Un chœur réparti dans la salle, interférant avec l’action scénique, se rend complice des souffrances d’une femme (Lei, Elle). Le public peut donc s’identifier soit avec la victime innocente, calquée sur des modèles de femmes célèbres et exemplaires (Milena, Rosa Luxembourg), soit avec ses persécuteurs, partisans d’un « ordre » social et politique conforme aux valeurs du monde capitaliste (hiérarchie, argent, exploitation des faibles...).

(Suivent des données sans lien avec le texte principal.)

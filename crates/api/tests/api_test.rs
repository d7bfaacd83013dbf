use axum::{
    body::Body,
    http::{Request, StatusCode},
    Router,
};
use chrono::{Duration, TimeZone, Utc};
use fleet_api::create_app;
use fleet_core::config::models::ApiConfig;
use fleet_core::models::{EventStatus, ReportStatus};
use fleet_core::traits::StopMissionResponse;
use fleet_core::RobotControlError;
use fleet_domain::{
    BookingService, EventStatusGateway, RobotService, StatusTransitionGateway,
};
use fleet_infrastructure::MetricsCollector;
use fleet_testing_utils::{EventBuilder, InMemoryStore, MockRobotControlClient, RobotBuilder};
use serde_json::{json, Value};
use std::sync::Arc;
use tower::ServiceExt;

struct TestApp {
    router: Router,
    store: InMemoryStore,
    robot_client: MockRobotControlClient,
}

impl TestApp {
    fn new() -> Self {
        let store = InMemoryStore::new();
        store.insert_robot(
            RobotBuilder::new()
                .with_id(1)
                .with_address("10.0.0.7", 3000)
                .build(),
        );
        let robot_client = MockRobotControlClient::new();

        let repo = Arc::new(store.clone());
        let gateway = Arc::new(EventStatusGateway::new(repo.clone()));
        let booking_service = Arc::new(BookingService::new(
            repo.clone(),
            repo.clone(),
            repo.clone(),
            gateway,
            Duration::hours(1),
        ));
        let robot_service = Arc::new(RobotService::new(repo, Arc::new(robot_client.clone())));

        let router = create_app(
            booking_service,
            robot_service,
            Arc::new(MetricsCollector::new().unwrap()),
            &ApiConfig::default(),
        );

        Self {
            router,
            store,
            robot_client,
        }
    }

    async fn request(&self, method: &str, uri: &str, body: Option<Value>) -> (StatusCode, Value) {
        let builder = Request::builder().method(method).uri(uri);
        let request = match body {
            Some(body) => builder
                .header("content-type", "application/json")
                .body(Body::from(body.to_string()))
                .unwrap(),
            None => builder.body(Body::empty()).unwrap(),
        };

        let response = self.router.clone().oneshot(request).await.unwrap();
        let status = response.status();
        let bytes = axum::body::to_bytes(response.into_body(), usize::MAX)
            .await
            .unwrap();
        let json = if bytes.is_empty() {
            Value::Null
        } else {
            serde_json::from_slice(&bytes).unwrap()
        };
        (status, json)
    }
}

#[tokio::test]
async fn test_health_check() {
    let app = TestApp::new();

    let (status, body) = app.request("GET", "/health", None).await;

    assert_eq!(status, StatusCode::OK);
    assert_eq!(body["status"], "ok");
}

#[tokio::test]
async fn test_create_event_with_default_duration() {
    let app = TestApp::new();

    let (status, body) = app
        .request(
            "POST",
            "/api/events",
            Some(json!({
                "robot_id": 1,
                "mission_id": "inspect-pump",
                "start_time": "2030-05-01T10:00:00+02:00",
            })),
        )
        .await;

    assert_eq!(status, StatusCode::CREATED);
    assert_eq!(body["success"], true);
    assert_eq!(body["data"]["status"], "PENDING");
    assert_eq!(body["data"]["estimated_duration_ms"], 3_600_000);

    let event = &app.store.events()[0];
    assert_eq!(
        event.start_time,
        Utc.with_ymd_and_hms(2030, 5, 1, 8, 0, 0).unwrap()
    );
    assert_eq!(
        event.end_time,
        Utc.with_ymd_and_hms(2030, 5, 1, 9, 0, 0).unwrap()
    );
}

#[tokio::test]
async fn test_create_overlapping_event_returns_conflicting_ids() {
    let app = TestApp::new();
    let existing = app.store.insert_event(
        EventBuilder::new()
            .with_robot_id(1)
            .with_start_time(Utc.with_ymd_and_hms(2030, 5, 1, 10, 0, 0).unwrap())
            .build(),
    );

    let (status, body) = app
        .request(
            "POST",
            "/api/events",
            Some(json!({
                "robot_id": 1,
                "mission_id": "second",
                "start_time": "2030-05-01T10:30:00Z",
                "estimated_duration_seconds": 600,
            })),
        )
        .await;

    assert_eq!(status, StatusCode::CONFLICT);
    assert_eq!(body["error"]["type"], "EVENT_CONFLICT");
    assert_eq!(
        body["error"]["details"]["conflicting_event_ids"],
        json!([existing.id])
    );
    assert_eq!(app.store.events().len(), 1);
}

#[tokio::test]
async fn test_create_event_rejects_timestamp_without_offset() {
    let app = TestApp::new();

    let (status, body) = app
        .request(
            "POST",
            "/api/events",
            Some(json!({
                "robot_id": 1,
                "mission_id": "m",
                "start_time": "2030-05-01T10:00:00",
            })),
        )
        .await;

    assert_eq!(status, StatusCode::BAD_REQUEST);
    assert_eq!(body["error"]["type"], "VALIDATION_ERROR");
    assert!(app.store.events().is_empty());
}

#[tokio::test]
async fn test_create_event_rejects_non_positive_duration() {
    let app = TestApp::new();

    let (status, _) = app
        .request(
            "POST",
            "/api/events",
            Some(json!({
                "robot_id": 1,
                "mission_id": "m",
                "start_time": "2030-05-01T10:00:00Z",
                "estimated_duration_seconds": 0,
            })),
        )
        .await;

    assert_eq!(status, StatusCode::BAD_REQUEST);
}

#[tokio::test]
async fn test_create_event_rejects_duration_past_time_range() {
    let app = TestApp::new();

    let (status, body) = app
        .request(
            "POST",
            "/api/events",
            Some(json!({
                "robot_id": 1,
                "mission_id": "m",
                "start_time": "2024-05-01T08:00:00Z",
                "estimated_duration_seconds": 100_000_000_000_000i64,
            })),
        )
        .await;

    assert_eq!(status, StatusCode::BAD_REQUEST);
    assert_eq!(body["error"]["code"], "VALIDATION_ERROR");
    assert!(app.store.events().is_empty());
}

#[tokio::test]
async fn test_create_event_for_unknown_robot() {
    let app = TestApp::new();

    let (status, body) = app
        .request(
            "POST",
            "/api/events",
            Some(json!({
                "robot_id": 99,
                "mission_id": "m",
                "start_time": "2030-05-01T10:00:00Z",
            })),
        )
        .await;

    assert_eq!(status, StatusCode::NOT_FOUND);
    assert_eq!(body["error"]["type"], "ROBOT_NOT_FOUND");
}

#[tokio::test]
async fn test_get_event_and_missing_event() {
    let app = TestApp::new();
    let event = app
        .store
        .insert_event(EventBuilder::new().with_mission_id("lookup").build());

    let (status, body) = app
        .request("GET", &format!("/api/events/{}", event.id), None)
        .await;
    assert_eq!(status, StatusCode::OK);
    assert_eq!(body["data"]["mission_id"], "lookup");

    let (status, _) = app.request("GET", "/api/events/4242", None).await;
    assert_eq!(status, StatusCode::NOT_FOUND);
}

#[tokio::test]
async fn test_cancel_pending_event() {
    let app = TestApp::new();
    let event = app.store.insert_event(EventBuilder::new().build());

    let (status, _) = app
        .request("DELETE", &format!("/api/events/{}", event.id), None)
        .await;

    assert_eq!(status, StatusCode::NO_CONTENT);
    assert!(app.store.event(event.id).is_none());
}

#[tokio::test]
async fn test_cancel_started_event_is_conflict() {
    let app = TestApp::new();
    let event = app
        .store
        .insert_event(EventBuilder::new().with_status(EventStatus::Started).build());

    let (status, body) = app
        .request("DELETE", &format!("/api/events/{}", event.id), None)
        .await;

    assert_eq!(status, StatusCode::CONFLICT);
    assert_eq!(body["error"]["type"], "STALE_STATE");
    assert!(app.store.event(event.id).is_some());
}

#[tokio::test]
async fn test_complete_started_event_updates_report() {
    let app = TestApp::new();
    let pending = app.store.insert_event(EventBuilder::new().build());
    let gateway = EventStatusGateway::new(Arc::new(app.store.clone()));
    let (_, report) = gateway
        .start_with_report(&pending, "isar-42")
        .await
        .unwrap();

    let (status, body) = app
        .request(
            "POST",
            &format!("/api/events/{}/complete", pending.id),
            Some(json!({ "outcome": "completed" })),
        )
        .await;

    assert_eq!(status, StatusCode::OK);
    assert_eq!(body["data"]["event"]["status"], "COMPLETED");
    assert_eq!(body["data"]["report"]["id"], report.id);
    assert_eq!(app.store.reports()[0].status, ReportStatus::Completed);

    let (status, body) = app
        .request("GET", &format!("/api/reports/{}", report.id), None)
        .await;
    assert_eq!(status, StatusCode::OK);
    assert_eq!(body["data"]["external_mission_id"], "isar-42");
}

#[tokio::test]
async fn test_complete_pending_event_is_conflict() {
    let app = TestApp::new();
    let event = app.store.insert_event(EventBuilder::new().build());

    let (status, _) = app
        .request(
            "POST",
            &format!("/api/events/{}/complete", event.id),
            Some(json!({ "outcome": "failed" })),
        )
        .await;

    assert_eq!(status, StatusCode::CONFLICT);
    assert_eq!(app.store.event(event.id).unwrap().status, EventStatus::Pending);
}

#[tokio::test]
async fn test_disable_robot_blocks_booking() {
    let app = TestApp::new();

    let (status, body) = app
        .request("PUT", "/api/robots/1/enabled", Some(json!({ "enabled": false })))
        .await;
    assert_eq!(status, StatusCode::OK);
    assert_eq!(body["data"]["enabled"], false);

    let (status, _) = app
        .request(
            "POST",
            "/api/events",
            Some(json!({
                "robot_id": 1,
                "mission_id": "m",
                "start_time": "2030-05-01T10:00:00Z",
            })),
        )
        .await;
    assert_eq!(status, StatusCode::BAD_REQUEST);
}

#[tokio::test]
async fn test_stop_robot_forwards_to_robot() {
    let app = TestApp::new();
    app.robot_client.stop_with(Ok(StopMissionResponse {
        message: "Mission stopping".to_string(),
        stopped: true,
    }));

    let (status, body) = app.request("POST", "/api/robots/1/stop", None).await;

    assert_eq!(status, StatusCode::OK);
    assert_eq!(body["message"], "Mission stopping");
    assert_eq!(body["data"]["stopped"], true);
    assert_eq!(
        app.robot_client.stop_calls(),
        vec![("10.0.0.7".to_string(), 3000)]
    );
}

#[tokio::test]
async fn test_stop_robot_unreachable_is_bad_gateway() {
    let app = TestApp::new();
    app.robot_client
        .stop_with(Err(RobotControlError::Connection("refused".to_string())));

    let (status, body) = app.request("POST", "/api/robots/1/stop", None).await;

    assert_eq!(status, StatusCode::BAD_GATEWAY);
    assert_eq!(body["error"]["type"], "ROBOT_CONTROL_ERROR");
}
//! Structured logging utilities
//!
//! One function per scheduling event so every log line for the same event
//! carries the same field names (`event.id`, `robot.id`, ...).

use chrono::{DateTime, Utc};
use tracing::{debug, error, info, warn};

/// Structured logging utilities
pub struct StructuredLogger;

impl StructuredLogger {
    /// Log a new booking
    pub fn log_event_booked(
        event_id: i64,
        robot_id: i64,
        mission_id: &str,
        start_time: DateTime<Utc>,
        end_time: DateTime<Utc>,
    ) {
        info!(
            event = "event_booked",
            event.id = event_id,
            robot.id = robot_id,
            mission.id = mission_id,
            event.start_time = %start_time,
            event.end_time = %end_time,
            "Event booked"
        );
    }

    /// Log a rejected booking
    pub fn log_booking_conflict(robot_id: i64, conflicting_ids: &[i64]) {
        warn!(
            event = "booking_conflict",
            robot.id = robot_id,
            conflicting_ids = ?conflicting_ids,
            "Booking rejected: time window overlaps existing events"
        );
    }

    /// Log a cancelled booking
    pub fn log_event_cancelled(event_id: i64) {
        info!(
            event = "event_cancelled",
            event.id = event_id,
            "Pending event cancelled"
        );
    }

    /// Log a successful dispatch
    pub fn log_event_dispatched(
        event_id: i64,
        robot_id: i64,
        mission_id: &str,
        external_mission_id: &str,
        report_id: i64,
    ) {
        info!(
            event = "event_dispatched",
            event.id = event_id,
            robot.id = robot_id,
            mission.id = mission_id,
            mission.external_id = external_mission_id,
            report.id = report_id,
            "Mission started on robot"
        );
    }

    /// Log an event left Pending for the next tick
    pub fn log_event_deferred(event_id: i64, robot_id: i64, robot_status: &str) {
        debug!(
            event = "event_deferred",
            event.id = event_id,
            robot.id = robot_id,
            robot.status = robot_status,
            "Robot not available, event stays pending"
        );
    }

    /// Log an event marked Failed
    pub fn log_event_failed(event_id: i64, robot_id: i64, reason: &str) {
        warn!(
            event = "event_failed",
            event.id = event_id,
            robot.id = robot_id,
            failure.reason = reason,
            "Event marked as failed"
        );
    }

    /// Log an event whose status changed under us
    pub fn log_event_stale(event_id: i64, detail: &str) {
        info!(
            event = "event_stale",
            event.id = event_id,
            stale.detail = detail,
            "Event changed concurrently, skipped for this tick"
        );
    }

    /// Log the final outcome of a started event
    pub fn log_event_completed(event_id: i64, status: &str, report_id: Option<i64>) {
        info!(
            event = "event_completed",
            event.id = event_id,
            event.status = status,
            report.id = report_id,
            "Event outcome recorded"
        );
    }

    /// Log the result of one dispatch tick
    pub fn log_tick_summary(
        due: usize,
        started: usize,
        failed: usize,
        deferred: usize,
        stale: usize,
        errored: usize,
        duration_ms: u64,
    ) {
        if due == 0 {
            debug!(event = "dispatch_tick", tick.duration_ms = duration_ms, "No due events");
            return;
        }

        info!(
            event = "dispatch_tick",
            tick.due = due,
            tick.started = started,
            tick.failed = failed,
            tick.deferred = deferred,
            tick.stale = stale,
            tick.errored = errored,
            tick.duration_ms = duration_ms,
            "Dispatch tick completed"
        );
    }

    /// Log system error
    pub fn log_system_error(component: &str, operation: &str, error: &dyn std::error::Error) {
        error!(
            event = "system_error",
            error.component = component,
            error.operation = operation,
            error.message = %error,
            "System error occurred"
        );
    }
}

À l’origine de Passaggio, « messa in scena » de Luciano Berio et Edoardo Sanguineti, il y avait une volonté explicite de contestation politique et culturelle. « messa in scena » est une expression à double tranchant qui signifie en même temps « mise en scène » et « messe en scène ». messe laïque, célébrant au cours de six stations la « via crucis » d’une femme captive, humiliée et torturée. Les deux auteurs de la pièce ne voulaient pas seulement contester l’opéra traditionnel, mais aussi la morale bourgeoise et la religion, « opium des peuples », responsable de crimes effrayants. au début de la station IV, les quelques mots latins juxtaposés au texte italien sont tirés des vers du premier livre du poème De rerum natura, où Lucrèce cite le sacrifice d’Iphigénie comme exemple de meurtre perpétré par la superstition. Comme le poète latin, Sanguineti se sert de ce renvoi mythologique pour valider sa position philosophique athée et marxiste. au début de la station V, une autre citation du De rerum natura est encore plus explicite ; cette fois-ci elle est tirée des vers du troisième livre, où Lucrèce explique l’idée épicurienne selon laquelle la mort n’est pas à craindre, puisqu’elle rend aux vivants l’état qu’ils avaient avant de naître. La vie n’est qu’un passage entre deux néants, mais elle est aussi un passage entre des états d’âme opposés, entre l’espoir et la crainte. C’est la femme, Elle, qui, vers la fin de la pièce, énonce cette morale :
« Parmi les objets vous l’avez jetée :
dans une prison torturée : une
chambre pour espérer : une
chambre pour trembler
Ceci est notre passage : les
jours passent la pierre
passe, le feu, le ver : tout
passe : le cristal, le délire :
le nuage, le miroir, le rêve :
et passe le vent, la rose, l’étoile : le
sang, la violence, la vie : et l’argent
passe, le cheval, la chaux : et ceci,
ceci est notre passage. »
Opposition entre des réalités contraires, transition entre des états différents (physiques et psychiques) sont aussi les principes sur lesquels est bâtie la dramaturgie musicale de Passaggio, résumée de manière lapidaire par Luciano Berio1 :
« La soprano (Elle), les vingt-neuf solistes, le chœur A (dans la fosse d’orchestre) et le chœur B (parmi le public) développent de façon indépendante une série de rapports harmoniques et de registres (en tant que série d’accords, champs harmoniques ou organisation polyphonique) qui constituent un des éléments principaux de structuration des passages, tantôt graduels, tantôt subits – d’une situation morphologique à une autre. Plus précisément : de la densité et de la complexité textuelle maximale à la minimale ; de la capacité instrumentale maximale (piano-forte, aigu-grave, long-court) à la minimale ; de tutti à solo ; du bruit au son ; du parlé au chanté (avec toutes les émissions vocales intermédiaires) ; de la voix à l’instrument ; de l’indéterminé au déterminé ; du discontinu au continu… »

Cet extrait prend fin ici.